TASK INSTRUCTIONS » For this exercise, print all of the entries exactly as given.

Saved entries
_ _ _ _ _
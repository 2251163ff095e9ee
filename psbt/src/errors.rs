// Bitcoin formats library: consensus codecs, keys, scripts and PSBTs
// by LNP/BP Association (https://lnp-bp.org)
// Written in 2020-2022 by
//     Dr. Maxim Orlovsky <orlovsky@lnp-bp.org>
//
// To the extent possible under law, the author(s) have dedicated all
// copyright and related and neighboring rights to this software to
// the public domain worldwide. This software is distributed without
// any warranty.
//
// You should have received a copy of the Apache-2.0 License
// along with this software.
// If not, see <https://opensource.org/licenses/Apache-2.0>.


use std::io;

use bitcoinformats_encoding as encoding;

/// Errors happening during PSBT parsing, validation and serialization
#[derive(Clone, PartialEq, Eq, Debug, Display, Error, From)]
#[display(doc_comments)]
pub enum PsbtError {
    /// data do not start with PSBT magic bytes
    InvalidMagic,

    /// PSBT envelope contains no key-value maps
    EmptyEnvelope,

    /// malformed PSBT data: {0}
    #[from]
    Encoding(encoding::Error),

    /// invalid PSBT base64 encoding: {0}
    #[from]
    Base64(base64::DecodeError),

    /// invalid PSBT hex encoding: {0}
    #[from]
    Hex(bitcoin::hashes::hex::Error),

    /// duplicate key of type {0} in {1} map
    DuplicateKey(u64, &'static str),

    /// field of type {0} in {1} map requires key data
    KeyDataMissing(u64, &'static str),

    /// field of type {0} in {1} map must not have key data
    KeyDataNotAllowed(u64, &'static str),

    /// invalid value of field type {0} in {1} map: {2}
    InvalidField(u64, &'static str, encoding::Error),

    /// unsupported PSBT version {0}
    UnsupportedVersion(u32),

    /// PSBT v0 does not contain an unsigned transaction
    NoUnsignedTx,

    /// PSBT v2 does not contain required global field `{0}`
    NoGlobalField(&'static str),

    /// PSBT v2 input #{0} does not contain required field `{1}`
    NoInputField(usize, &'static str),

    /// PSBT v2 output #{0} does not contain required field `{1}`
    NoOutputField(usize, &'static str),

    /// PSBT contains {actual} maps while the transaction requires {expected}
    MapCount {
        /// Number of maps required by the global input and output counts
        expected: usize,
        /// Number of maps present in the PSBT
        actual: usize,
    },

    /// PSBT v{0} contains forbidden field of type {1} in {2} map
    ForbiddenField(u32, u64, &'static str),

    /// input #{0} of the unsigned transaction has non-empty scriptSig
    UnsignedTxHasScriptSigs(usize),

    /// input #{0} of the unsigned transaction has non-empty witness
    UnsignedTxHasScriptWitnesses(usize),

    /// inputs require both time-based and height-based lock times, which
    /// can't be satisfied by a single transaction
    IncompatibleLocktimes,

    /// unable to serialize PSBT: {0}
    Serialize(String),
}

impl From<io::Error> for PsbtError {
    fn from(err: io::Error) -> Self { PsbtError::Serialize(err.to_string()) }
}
_ _ _ _ _
EXERCISE OUTPUT »
repository 2251163ff095e9ee
filename psbt/src/errors.rs
// Bitcoin formats library: consensus codecs, keys, scripts and PSBTs
// by LNP/BP Association (https://lnp-bp.org)
// Written in 2020-2022 by
//     Dr. Maxim Orlovsky <orlovsky@lnp-bp.org>
//
// To the extent possible under law, the author(s) have dedicated all
// copyright and related and neighboring rights to this software to
// the public domain worldwide. This software is distributed without
// any warranty.
//
// You should have received a copy of the Apache-2.0 License
// along with this software.
// If not, see <https://opensource.org/licenses/Apache-2.0>.


use std::io;

use bitcoinformats_encoding as encoding;

/// Errors happening during PSBT parsing, validation and serialization
#[derive(Clone, PartialEq, Eq, Debug, Display, Error, From)]
#[display(doc_comments)]
pub enum PsbtError {
    /// data do not start with PSBT magic bytes
    InvalidMagic,

    /// PSBT envelope contains no key-value maps
    EmptyEnvelope,

    /// malformed PSBT data: {0}
    #[from]
    Encoding(encoding::Error),

    /// invalid PSBT base64 encoding: {0}
    #[from]
    Base64(base64::DecodeError),

    /// invalid PSBT hex encoding: {0}
    #[from]
    Hex(bitcoin::hashes::hex::Error),

    /// duplicate key of type {0} in {1} map
    DuplicateKey(u64, &'static str),

    /// field of type {0} in {1} map requires key data
    KeyDataMissing(u64, &'static str),

    /// field of type {0} in {1} map must not have key data
    KeyDataNotAllowed(u64, &'static str),

    /// invalid value of field type {0} in {1} map: {2}
    InvalidField(u64, &'static str, encoding::Error),

    /// unsupported PSBT version {0}
    UnsupportedVersion(u32),

    /// PSBT v0 does not contain an unsigned transaction
    NoUnsignedTx,

    /// PSBT v2 does not contain required global field `{0}`
    NoGlobalField(&'static str),

    /// PSBT v2 input #{0} does not contain required field `{1}`
    NoInputField(usize, &'static str),

    /// PSBT v2 output #{0} does not contain required field `{1}`
    NoOutputField(usize, &'static str),

    /// PSBT contains {actual} maps while the transaction requires {expected}
    MapCount {
        /// Number of maps required by the global input and output counts
        expected: usize,
        /// Number of maps present in the PSBT
        actual: usize,
    },

    /// PSBT v{0} contains forbidden field of type {1} in {2} map
    ForbiddenField(u32, u64, &'static str),

    /// input #{0} of the unsigned transaction has non-empty scriptSig
    UnsignedTxHasScriptSigs(usize),

    /// input #{0} of the unsigned transaction has non-empty witness
    UnsignedTxHasScriptWitnesses(usize),

    /// inputs require both time-based and height-based lock times, which
    /// can't be satisfied by a single transaction
    IncompatibleLocktimes,

    /// unable to serialize PSBT: {0}
    Serialize(String),
}

impl From<io::Error> for PsbtError {
    fn from(err: io::Error) -> Self { PsbtError::Serialize(err.to_string()) }
}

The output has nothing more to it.